Your objective. Search the listing below for the word "enum" and return each line that contains it.

Entries shown.
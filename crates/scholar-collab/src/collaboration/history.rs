use chrono::{DateTime, Utc};
use tracing::warn;

use super::domain::{CollaborationId, HistoryEntry, HistoryNote, NewHistoryEntry, UserId};
use super::notify::NotificationGateway;
use super::repository::CollaborationStore;
use super::sanitize::sanitize_notes;
use super::service::{CollaborationError, CollaborationService, ValidationError};

impl<R, N> CollaborationService<R, N>
where
    R: CollaborationStore + 'static,
    N: NotificationGateway + 'static,
{
    /// Audit trail for a collaboration, newest first.
    pub fn history(
        &self,
        id: CollaborationId,
        owner: UserId,
    ) -> Result<Vec<HistoryEntry>, CollaborationError> {
        self.get(id, owner)?;
        Ok(self.store.history_for(id)?)
    }

    /// Append a caller-supplied note to the audit trail.
    pub fn add_history(
        &self,
        id: CollaborationId,
        owner: UserId,
        note: HistoryNote,
    ) -> Result<HistoryEntry, CollaborationError> {
        self.get(id, owner)?;

        let action = note.action.trim();
        if action.is_empty() {
            return Err(ValidationError::EmptyAction.into());
        }

        Ok(self.store.append_history(NewHistoryEntry {
            collaboration_id: id,
            action: action.to_string(),
            details: sanitize_notes(note.details.as_deref()),
            created_at: Utc::now(),
        })?)
    }

    /// Records an audit row after a mutation has already been committed. A failure here is
    /// logged and dropped: the mutation stands either way.
    pub(super) fn append_history(
        &self,
        id: CollaborationId,
        action: &str,
        details: Option<String>,
        at: DateTime<Utc>,
    ) -> Option<HistoryEntry> {
        let entry = NewHistoryEntry {
            collaboration_id: id,
            action: action.to_string(),
            details,
            created_at: at,
        };

        match self.store.append_history(entry) {
            Ok(stored) => Some(stored),
            Err(err) => {
                warn!(
                    collaboration_id = %id,
                    action,
                    error = %err,
                    "failed to append collaboration history"
                );
                None
            }
        }
    }
}
use crate::infra::{seed_demo_directory, OutboxGateway};
use chrono::{Days, NaiveDate, NaiveTime, Utc};
use clap::Args;
use scholar_collab::collaboration::{
    CollaborationPatch, CollaborationService, CollaborationType, InMemoryCollaborationStore,
    NewCollaboration, ReminderConfig, ReminderScheduler, WorkflowSettings,
};
use scholar_collab::error::AppError;
use std::sync::Arc;

#[derive(Args, Debug, Default)]
pub(crate) struct DemoArgs {
    /// Date the reminder sweep runs on (YYYY-MM-DD). Defaults to today.
    #[arg(long, value_parser = crate::infra::parse_date)]
    pub(crate) today: Option<NaiveDate>,
    /// Days between `today` and the recommendation due date. Defaults to 3.
    #[arg(long, default_value_t = 3)]
    pub(crate) due_in_days: u32,
    /// Print the rendered HTML bodies of captured e-mails.
    #[arg(long)]
    pub(crate) show_bodies: bool,
}

pub(crate) async fn run_demo(args: DemoArgs) -> Result<(), AppError> {
    let DemoArgs {
        today,
        due_in_days,
        show_bodies,
    } = args;

    let today = today.unwrap_or_else(|| Utc::now().date_naive());
    let due = today
        .checked_add_days(Days::new(u64::from(due_in_days)))
        .unwrap_or(today);

    println!("Scholarship collaboration demo");
    println!("- Sweep date: {today}");
    println!("- Recommendation due: {due}");

    let store = Arc::new(InMemoryCollaborationStore::default());
    let gateway = Arc::new(OutboxGateway::default());
    let directory = seed_demo_directory(&store, due);
    let owner = directory.student.user_id;
    let service =
        CollaborationService::new(store.clone(), gateway.clone(), WorkflowSettings::default());

    let mut input = NewCollaboration::new(
        directory.collaborator.id,
        directory.application.id,
        CollaborationType::Recommendation,
    );
    input.next_action_due_date = Some(due);
    input.next_action_description = Some("Upload recommendation letter".to_string());
    input.notes = Some("<p>Please mention the <b>robotics</b> club.</p>".to_string());

    let created = service.create(owner, input)?;
    println!(
        "\nCreated {} collaboration #{} with {} -> status {}",
        created.collaboration.collaboration_type.display_name(),
        created.id(),
        created.collaborator.full_name(),
        created.status()
    );
    if let Some(notes) = &created.collaboration.notes {
        println!("  Sanitized notes: {notes}");
    }

    let invite = service.send_invitation(created.id(), owner).await?;
    println!(
        "  Invitation {} -> delivery {} (expires {})",
        invite.id,
        invite.delivery_status.label(),
        invite.expires_at.format("%Y-%m-%d %H:%M UTC")
    );

    let accepted = service.update(
        created.id(),
        owner,
        CollaborationPatch {
            status: Some("accepted".to_string()),
            ..Default::default()
        },
    )?;
    println!("  Collaborator accepted -> status {}", accepted.status());

    println!("\nAudit trail (newest first):");
    for entry in service.history(created.id(), owner)? {
        println!(
            "  - [{}] {}: {}",
            entry.created_at.format("%H:%M:%S"),
            entry.action,
            entry.details.as_deref().unwrap_or("-")
        );
    }

    let scheduler = ReminderScheduler::new(
        store,
        gateway.clone(),
        ReminderConfig::default(),
        WorkflowSettings::default().gateway_timeout,
    );
    let sweep_at = today
        .and_time(NaiveTime::from_hms_opt(9, 0, 0).unwrap_or(NaiveTime::MIN))
        .and_utc();
    let first = scheduler.run(sweep_at).await;
    let second = scheduler.run(sweep_at).await;
    println!("\nReminder sweep at {}", sweep_at.format("%Y-%m-%d %H:%M UTC"));
    match serde_json::to_string_pretty(&first) {
        Ok(json) => println!("  First run:\n{json}"),
        Err(err) => println!("  First run unavailable: {err}"),
    }
    println!(
        "  Second run reminded {} item(s) (dedup window)",
        second.applications_reminded + second.collaborations_reminded
    );

    let messages = gateway.messages();
    println!("\nCaptured e-mails ({}):", messages.len());
    for message in messages {
        println!("  - to={} subject=\"{}\"", message.to, message.subject);
        if show_bodies {
            println!("    {}", message.html);
        }
    }

    Ok(())
}
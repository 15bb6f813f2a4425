//! Minimal e-mail copy. Layout and branding belong to the presentation layer; these bodies only
//! carry the facts a recipient needs to act.

use chrono::{DateTime, NaiveDate, Utc};

use super::domain::{
    ApplicationSummary, CollaborationType, CollaboratorSummary, StudentContact,
};
use super::notify::EmailMessage;
use super::reminders::ReminderKind;
use super::repository::{ApplicationReminderCandidate, CollaborationReminderCandidate};

pub fn invitation(
    student: &StudentContact,
    collaborator: &CollaboratorSummary,
    application: &ApplicationSummary,
    collaboration_type: CollaborationType,
    link: &str,
    expires_at: DateTime<Utc>,
) -> EmailMessage {
    let subject = format!(
        "{} is asking for your help with a {}",
        student.first_name,
        collaboration_type.display_name()
    );
    let html = format!(
        "<p>Hi {collaborator},</p>\
         <p>{student} has invited you to help with a {kind} for the \
         <strong>{scholarship}</strong> scholarship application.</p>\
         <p><a href=\"{link}\">Respond to the request</a></p>\
         <p>This link expires on {expires}.</p>",
        collaborator = escape_html(&collaborator.first_name),
        student = escape_html(&student.first_name),
        kind = collaboration_type.display_name(),
        scholarship = escape_html(&application.scholarship_name),
        link = escape_html(link),
        expires = expires_at.format("%B %-d, %Y"),
    );

    EmailMessage {
        to: collaborator.email.clone(),
        subject,
        html,
    }
}

pub fn application_reminder(
    candidate: &ApplicationReminderCandidate,
    due: NaiveDate,
    kind: ReminderKind,
    days: u32,
) -> EmailMessage {
    let name = &candidate.application.scholarship_name;
    let subject = match kind {
        ReminderKind::DueSoon => format!("{name} is due in {}", plural_days(days)),
        ReminderKind::Overdue => format!("{name} was due {} ago", plural_days(days)),
    };
    let html = format!(
        "<p>Hi {student},</p><p>Your application for <strong>{scholarship}</strong> {state} \
         ({due}).</p>",
        student = escape_html(&candidate.student.first_name),
        scholarship = escape_html(name),
        state = describe(kind, days),
        due = due.format("%B %-d, %Y"),
    );

    EmailMessage {
        to: candidate.student.email.clone(),
        subject,
        html,
    }
}

pub fn collaboration_reminder(
    candidate: &CollaborationReminderCandidate,
    recipient: &str,
    greeting_name: &str,
    due: NaiveDate,
    kind: ReminderKind,
    days: u32,
) -> EmailMessage {
    let collaboration = &candidate.collaboration;
    let task = collaboration
        .next_action_description
        .clone()
        .unwrap_or_else(|| collaboration.collaboration_type.display_name().to_string());
    let subject = match kind {
        ReminderKind::DueSoon => format!("Reminder: {task} due in {}", plural_days(days)),
        ReminderKind::Overdue => format!("Overdue: {task}"),
    };
    let html = format!(
        "<p>Hi {greeting},</p><p>The {task} for {student}'s <strong>{scholarship}</strong> \
         application with {collaborator} {state} ({due}).</p>",
        greeting = escape_html(greeting_name),
        task = escape_html(&task),
        student = escape_html(&candidate.student.first_name),
        scholarship = escape_html(&candidate.application.scholarship_name),
        collaborator = escape_html(&candidate.collaborator.full_name()),
        state = describe(kind, days),
        due = due.format("%B %-d, %Y"),
    );

    EmailMessage {
        to: recipient.to_string(),
        subject,
        html,
    }
}

fn describe(kind: ReminderKind, days: u32) -> String {
    match kind {
        ReminderKind::DueSoon => format!("is due in {}", plural_days(days)),
        ReminderKind::Overdue => format!("was due {} ago", plural_days(days)),
    }
}

fn plural_days(days: u32) -> String {
    if days == 1 {
        "1 day".to_string()
    } else {
        format!("{days} days")
    }
}

pub fn escape_html(raw: &str) -> String {
    let mut out = String::with_capacity(raw.len());
    for ch in raw.chars() {
        match ch {
            '&' => out.push_str("&amp;"),
            '<' => out.push_str("&lt;"),
            '>' => out.push_str("&gt;"),
            '"' => out.push_str("&quot;"),
            '\'' => out.push_str("&#39;"),
            _ => out.push(ch),
        }
    }
    out
}
//! Deadline reminder sweeps.
//!
//! Two independent passes, one over applications and one over collaborations. Each pass queries
//! the due-date window implied by its schedule, drops items in states that no longer need
//! nudging, and sends at most one reminder per item when the calendar-day distance to the due
//! date matches a configured offset. `last_reminder_sent_at` is stamped after every successful
//! send so a second run on the same day stays quiet.

use std::sync::Arc;
use std::time::Duration;

use chrono::{DateTime, Days, NaiveDate, Utc};
use serde::Serialize;
use tracing::{debug, info, warn};

use super::domain::{awaiting, status};
use super::notify::{send_with_timeout, EmailMessage, NotificationError, NotificationGateway};
use super::repository::{
    ApplicationReminderCandidate, CollaborationReminderCandidate, CollaborationStore,
};
use super::templates;

/// Minimum spacing between two reminders for the same item.
pub const DEDUP_WINDOW_HOURS: i64 = 24;

const TERMINAL_APPLICATION_STATUSES: [&str; 3] = ["submitted", "awarded", "not awarded"];
const REMINDABLE_COLLABORATION_STATUSES: [&str; 3] =
    [status::INVITED, status::ACCEPTED, status::IN_PROGRESS];

/// Day offsets at which one kind of item is reminded.
#[derive(Debug, Clone, PartialEq, Eq)]
pub struct ReminderSchedule {
    /// Days before the due date.
    pub lead_days: Vec<u32>,
    /// Days after the due date.
    pub overdue_days: Vec<u32>,
}

impl ReminderSchedule {
    /// Inclusive due-date range worth querying on `today`.
    pub fn window(&self, today: NaiveDate) -> (NaiveDate, NaiveDate) {
        let max_overdue = self.overdue_days.iter().copied().max().unwrap_or(0);
        let max_lead = self.lead_days.iter().copied().max().unwrap_or(0);
        let from = today
            .checked_sub_days(Days::new(u64::from(max_overdue)))
            .unwrap_or(NaiveDate::MIN);
        let to = today
            .checked_add_days(Days::new(u64::from(max_lead)))
            .unwrap_or(NaiveDate::MAX);
        (from, to)
    }

    /// Lead offsets apply on or before the due date, overdue offsets after it.
    pub fn intervals_for(&self, day_diff: i64) -> &[u32] {
        if day_diff >= 0 {
            &self.lead_days
        } else {
            &self.overdue_days
        }
    }
}

/// Schedules for both sweeps.
#[derive(Debug, Clone, PartialEq, Eq)]
pub struct ReminderConfig {
    pub applications: ReminderSchedule,
    pub collaborations: ReminderSchedule,
}

impl Default for ReminderConfig {
    fn default() -> Self {
        Self {
            applications: ReminderSchedule {
                lead_days: vec![7, 3, 1],
                overdue_days: vec![1, 3, 7],
            },
            collaborations: ReminderSchedule {
                lead_days: vec![7, 3, 1],
                overdue_days: vec![1, 3],
            },
        }
    }
}

#[derive(Debug, Clone, Copy, PartialEq, Eq, Serialize)]
#[serde(rename_all = "snake_case")]
pub enum ReminderKind {
    DueSoon,
    Overdue,
}

impl ReminderKind {
    fn from_day_diff(day_diff: i64) -> Self {
        if day_diff >= 0 {
            Self::DueSoon
        } else {
            Self::Overdue
        }
    }
}

/// Aggregate outcome of one scheduler run.
#[derive(Debug, Clone, Copy, Default, PartialEq, Eq, Serialize)]
#[serde(rename_all = "camelCase")]
pub struct ReminderRunStats {
    pub applications_reminded: u32,
    pub collaborations_reminded: u32,
    pub errors: u32,
    pub total_processed: u32,
}

impl ReminderRunStats {
    fn absorb(&mut self, other: ReminderRunStats) {
        self.applications_reminded += other.applications_reminded;
        self.collaborations_reminded += other.collaborations_reminded;
        self.errors += other.errors;
        self.total_processed += other.total_processed;
    }
}

/// Whole calendar days from `today` to `due`; negative once the due date has passed.
pub fn day_diff(due: NaiveDate, today: NaiveDate) -> i64 {
    due.signed_duration_since(today).num_days()
}

/// Decide whether an item due on `due` should be reminded at `now`.
///
/// The distance must land exactly on one of `intervals`, and an earlier reminder must be at
/// least [`DEDUP_WINDOW_HOURS`] old.
pub fn should_remind(
    due: NaiveDate,
    now: DateTime<Utc>,
    last_sent: Option<DateTime<Utc>>,
    intervals: &[u32],
) -> bool {
    let distance = day_diff(due, now.date_naive()).unsigned_abs();
    if !intervals.iter().any(|offset| u64::from(*offset) == distance) {
        return false;
    }

    match last_sent {
        None => true,
        Some(sent) => {
            now.signed_duration_since(sent) >= chrono::Duration::hours(DEDUP_WINDOW_HOURS)
        }
    }
}

fn application_is_open(status: &str) -> bool {
    let normalized = status.trim().to_ascii_lowercase();
    !TERMINAL_APPLICATION_STATUSES.contains(&normalized.as_str())
}

fn collaboration_is_active(status: &str) -> bool {
    REMINDABLE_COLLABORATION_STATUSES.contains(&status.trim())
}

/// Runs the reminder sweeps against a store and a notification gateway.
pub struct ReminderScheduler<R, N> {
    store: Arc<R>,
    gateway: Arc<N>,
    config: ReminderConfig,
    timeout: Duration,
}

impl<R, N> ReminderScheduler<R, N>
where
    R: CollaborationStore + 'static,
    N: NotificationGateway + 'static,
{
    pub fn new(store: Arc<R>, gateway: Arc<N>, config: ReminderConfig, timeout: Duration) -> Self {
        Self {
            store,
            gateway,
            config,
            timeout,
        }
    }

    pub fn config(&self) -> &ReminderConfig {
        &self.config
    }

    /// Run both sweeps and add up their counts. A failing sweep never stops the other one.
    pub async fn run(&self, now: DateTime<Utc>) -> ReminderRunStats {
        let mut stats = self.sweep_applications(now).await;
        stats.absorb(self.sweep_collaborations(now).await);
        info!(
            applications = stats.applications_reminded,
            collaborations = stats.collaborations_reminded,
            errors = stats.errors,
            processed = stats.total_processed,
            "reminder run finished"
        );
        stats
    }

    pub async fn sweep_applications(&self, now: DateTime<Utc>) -> ReminderRunStats {
        let mut stats = ReminderRunStats::default();
        let schedule = &self.config.applications;
        let today = now.date_naive();
        let (from, to) = schedule.window(today);

        let candidates = match self.store.applications_due_between(from, to) {
            Ok(candidates) => candidates,
            Err(err) => {
                warn!(error = %err, "application reminder query failed");
                stats.errors += 1;
                return stats;
            }
        };

        for candidate in candidates
            .iter()
            .filter(|candidate| application_is_open(&candidate.application.status))
        {
            stats.total_processed += 1;
            let Some(due) = candidate.application.due_date else {
                continue;
            };
            let diff = day_diff(due, today);
            if !should_remind(
                due,
                now,
                candidate.application.last_reminder_sent_at,
                schedule.intervals_for(diff),
            ) {
                continue;
            }

            let message = application_message(candidate, due, diff);
            match self.deliver(&message).await {
                Ok(()) => {
                    stats.applications_reminded += 1;
                    if let Err(err) = self
                        .store
                        .mark_application_reminded(candidate.application.id, now)
                    {
                        warn!(
                            application_id = %candidate.application.id,
                            error = %err,
                            "failed to record application reminder"
                        );
                        stats.errors += 1;
                    }
                }
                Err(err) => {
                    warn!(
                        application_id = %candidate.application.id,
                        error = %err,
                        "application reminder failed"
                    );
                    stats.errors += 1;
                }
            }
        }

        stats
    }

    pub async fn sweep_collaborations(&self, now: DateTime<Utc>) -> ReminderRunStats {
        let mut stats = ReminderRunStats::default();
        let schedule = &self.config.collaborations;
        let today = now.date_naive();
        let (from, to) = schedule.window(today);

        let candidates = match self.store.collaborations_due_between(from, to) {
            Ok(candidates) => candidates,
            Err(err) => {
                warn!(error = %err, "collaboration reminder query failed");
                stats.errors += 1;
                return stats;
            }
        };

        for candidate in candidates
            .iter()
            .filter(|candidate| collaboration_is_active(&candidate.collaboration.status))
        {
            stats.total_processed += 1;
            let Some(due) = candidate.collaboration.next_action_due_date else {
                continue;
            };
            let diff = day_diff(due, today);
            if !should_remind(
                due,
                now,
                candidate.collaboration.last_reminder_sent_at,
                schedule.intervals_for(diff),
            ) {
                continue;
            }

            let message = collaboration_message(candidate, due, diff);
            match self.deliver(&message).await {
                Ok(()) => {
                    stats.collaborations_reminded += 1;
                    if let Err(err) = self
                        .store
                        .mark_collaboration_reminded(candidate.collaboration.id, now)
                    {
                        warn!(
                            collaboration_id = %candidate.collaboration.id,
                            error = %err,
                            "failed to record collaboration reminder"
                        );
                        stats.errors += 1;
                    }
                }
                Err(err) => {
                    warn!(
                        collaboration_id = %candidate.collaboration.id,
                        error = %err,
                        "collaboration reminder failed"
                    );
                    stats.errors += 1;
                }
            }
        }

        stats
    }

    async fn deliver(&self, message: &EmailMessage) -> Result<(), NotificationError> {
        let message_id = send_with_timeout(self.gateway.as_ref(), message, self.timeout).await?;
        debug!(to = %message.to, message_id = %message_id, "reminder sent");
        Ok(())
    }
}

fn application_message(
    candidate: &ApplicationReminderCandidate,
    due: NaiveDate,
    diff: i64,
) -> EmailMessage {
    templates::application_reminder(
        candidate,
        due,
        ReminderKind::from_day_diff(diff),
        days(diff),
    )
}

/// The collaborator is nudged while the ball is in their court; otherwise the student is.
fn collaboration_message(
    candidate: &CollaborationReminderCandidate,
    due: NaiveDate,
    diff: i64,
) -> EmailMessage {
    let awaiting_collaborator = candidate.collaboration.awaiting_action_from.as_deref()
        == Some(awaiting::COLLABORATOR);
    let (recipient, greeting) = if awaiting_collaborator {
        (
            candidate.collaborator.email.as_str(),
            candidate.collaborator.first_name.as_str(),
        )
    } else {
        (
            candidate.student.email.as_str(),
            candidate.student.first_name.as_str(),
        )
    };

    templates::collaboration_reminder(
        candidate,
        recipient,
        greeting,
        due,
        ReminderKind::from_day_diff(diff),
        days(diff),
    )
}

fn days(diff: i64) -> u32 {
    u32::try_from(diff.unsigned_abs()).unwrap_or(u32::MAX)
}

#[cfg(test)]
mod tests {
    use super::*;
    use chrono::TimeZone;

    fn noon(year: i32, month: u32, day: u32) -> DateTime<Utc> {
        Utc.with_ymd_and_hms(year, month, day, 12, 0, 0).unwrap()
    }

    fn date(year: i32, month: u32, day: u32) -> NaiveDate {
        NaiveDate::from_ymd_opt(year, month, day).unwrap()
    }

    #[test]
    fn reminds_when_offset_matches_and_nothing_was_sent() {
        let now = noon(2024, 12, 14);
        assert!(should_remind(date(2024, 12, 15), now, None, &[7, 3, 1]));
    }

    #[test]
    fn second_call_in_the_same_minute_is_suppressed() {
        let now = noon(2024, 12, 14);
        assert!(!should_remind(date(2024, 12, 15), now, Some(now), &[7, 3, 1]));
    }

    #[test]
    fn offsets_outside_the_list_are_ignored() {
        let now = noon(2024, 12, 5);
        assert!(!should_remind(date(2024, 12, 15), now, None, &[7, 3, 1]));
    }

    #[test]
    fn dedup_window_reopens_after_twenty_four_hours() {
        let now = noon(2024, 12, 14);
        let yesterday = noon(2024, 12, 13);
        let almost = yesterday + chrono::Duration::minutes(1);
        assert!(should_remind(date(2024, 12, 15), now, Some(yesterday), &[1]));
        assert!(!should_remind(date(2024, 12, 15), now, Some(almost), &[1]));
    }

    #[test]
    fn day_diff_uses_calendar_dates() {
        let late_evening = Utc.with_ymd_and_hms(2024, 12, 14, 23, 59, 0).unwrap();
        assert_eq!(day_diff(date(2024, 12, 15), late_evening.date_naive()), 1);
        assert_eq!(day_diff(date(2024, 12, 12), date(2024, 12, 15)), -3);
    }

    #[test]
    fn overdue_offsets_use_absolute_distance() {
        let now = noon(2024, 12, 18);
        assert!(should_remind(date(2024, 12, 15), now, None, &[1, 3]));
        assert!(!should_remind(date(2024, 12, 15), now, None, &[1]));
    }

    #[test]
    fn window_spans_largest_offsets() {
        let schedule = ReminderConfig::default().applications;
        assert_eq!(
            schedule.window(date(2024, 12, 10)),
            (date(2024, 12, 3), date(2024, 12, 17))
        );
        assert_eq!(schedule.intervals_for(0), &[7, 3, 1]);
        assert_eq!(schedule.intervals_for(-1), &[1, 3, 7]);
    }

    #[test]
    fn terminal_statuses_are_matched_case_insensitively() {
        assert!(!application_is_open("Not Awarded"));
        assert!(!application_is_open("SUBMITTED"));
        assert!(application_is_open("In Progress"));
        assert!(collaboration_is_active("in_progress"));
        assert!(!collaboration_is_active("pending"));
        assert!(!collaboration_is_active("completed"));
    }
}
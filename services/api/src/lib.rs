mod cli;
mod demo;
mod infra;
mod routes;
mod server;

use scholar_collab::error::AppError;

pub async fn run() -> Result<(), AppError> {
    cli::run().await
}
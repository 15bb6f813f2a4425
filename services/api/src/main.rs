use scholar_collab_api::run;

#[tokio::main]
async fn main() {
    if let Err(err) = run().await {
        eprintln!("application error: {err}");
        std::process::exit(1);
    }
}
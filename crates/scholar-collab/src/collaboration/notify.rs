use std::time::Duration;

use async_trait::async_trait;
use reqwest::Client;
use serde::{Deserialize, Serialize};
use tracing::{debug, warn};

use crate::config::NotificationConfig;

/// Rendered e-mail ready for the provider.
#[derive(Debug, Clone, PartialEq, Eq, Serialize)]
pub struct EmailMessage {
    pub to: String,
    pub subject: String,
    pub html: String,
}

/// Outbound notification boundary. Implementations return the provider's message id.
#[async_trait]
pub trait NotificationGateway: Send + Sync {
    async fn send(&self, message: &EmailMessage) -> Result<String, NotificationError>;
}

#[derive(Debug, Clone, thiserror::Error)]
pub enum NotificationError {
    #[error("notification service unavailable: no e-mail provider is configured")]
    Unconfigured,
    #[error("notification transport failed: {0}")]
    Transport(String),
    #[error("notification provider rejected the message (HTTP {status}): {body}")]
    Rejected { status: u16, body: String },
    #[error("notification provider did not respond within {0:?}")]
    Timeout(Duration),
    #[error("notification provider returned an unexpected response: {0}")]
    InvalidResponse(String),
}

/// Bounds a gateway call; a timeout counts as a failed send.
pub async fn send_with_timeout<N>(
    gateway: &N,
    message: &EmailMessage,
    timeout: Duration,
) -> Result<String, NotificationError>
where
    N: NotificationGateway + ?Sized,
{
    match tokio::time::timeout(timeout, gateway.send(message)).await {
        Ok(result) => result,
        Err(_) => Err(NotificationError::Timeout(timeout)),
    }
}

#[derive(Serialize)]
struct ResendPayload<'a> {
    from: &'a str,
    to: [&'a str; 1],
    subject: &'a str,
    html: &'a str,
}

#[derive(Deserialize)]
struct ResendResponse {
    id: String,
}

/// Resend HTTP API client. The `reqwest::Client` is built once and reused for every send.
#[derive(Clone)]
pub struct ResendGateway {
    client: Client,
    api_url: String,
    api_key: String,
    from: String,
}

impl ResendGateway {
    pub fn new(
        api_key: String,
        api_url: String,
        from: String,
        timeout: Duration,
    ) -> Result<Self, NotificationError> {
        let client = Client::builder()
            .user_agent(concat!("scholar-collab/", env!("CARGO_PKG_VERSION")))
            .pool_idle_timeout(Duration::from_secs(30))
            .timeout(timeout)
            .build()
            .map_err(|err| NotificationError::Transport(format!("build client failed: {err}")))?;

        Ok(Self {
            client,
            api_url,
            api_key,
            from,
        })
    }
}

#[async_trait]
impl NotificationGateway for ResendGateway {
    async fn send(&self, message: &EmailMessage) -> Result<String, NotificationError> {
        let payload = ResendPayload {
            from: &self.from,
            to: [message.to.as_str()],
            subject: &message.subject,
            html: &message.html,
        };

        debug!(to = %message.to, subject = %message.subject, "dispatching e-mail");

        let response = self
            .client
            .post(&self.api_url)
            .bearer_auth(&self.api_key)
            .json(&payload)
            .send()
            .await
            .map_err(|err| NotificationError::Transport(err.to_string()))?;

        let status = response.status();
        if !status.is_success() {
            let body = response.text().await.unwrap_or_default();
            warn!(%status, "e-mail provider rejected message");
            return Err(NotificationError::Rejected {
                status: status.as_u16(),
                body,
            });
        }

        let parsed: ResendResponse = response
            .json()
            .await
            .map_err(|err| NotificationError::InvalidResponse(err.to_string()))?;
        Ok(parsed.id)
    }
}

/// Gateway selected at startup from configuration and injected into the workflow and scheduler.
#[derive(Clone)]
pub enum EmailGateway {
    Resend(ResendGateway),
    /// No provider configured; every send fails with [`NotificationError::Unconfigured`].
    Unconfigured,
}

impl EmailGateway {
    pub fn from_config(config: &NotificationConfig) -> Result<Self, NotificationError> {
        match &config.api_key {
            Some(api_key) => Ok(Self::Resend(ResendGateway::new(
                api_key.clone(),
                config.api_url.clone(),
                config.from_address.clone(),
                config.timeout,
            )?)),
            None => {
                warn!("RESEND_API_KEY not set; e-mail notifications will be unavailable");
                Ok(Self::Unconfigured)
            }
        }
    }

    pub fn is_configured(&self) -> bool {
        matches!(self, Self::Resend(_))
    }
}

#[async_trait]
impl NotificationGateway for EmailGateway {
    async fn send(&self, message: &EmailMessage) -> Result<String, NotificationError> {
        match self {
            Self::Resend(gateway) => gateway.send(message).await,
            Self::Unconfigured => Err(NotificationError::Unconfigured),
        }
    }
}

Exercise solution.
pub enum ReminderKind {
pub enum NotificationError {
pub enum EmailGateway {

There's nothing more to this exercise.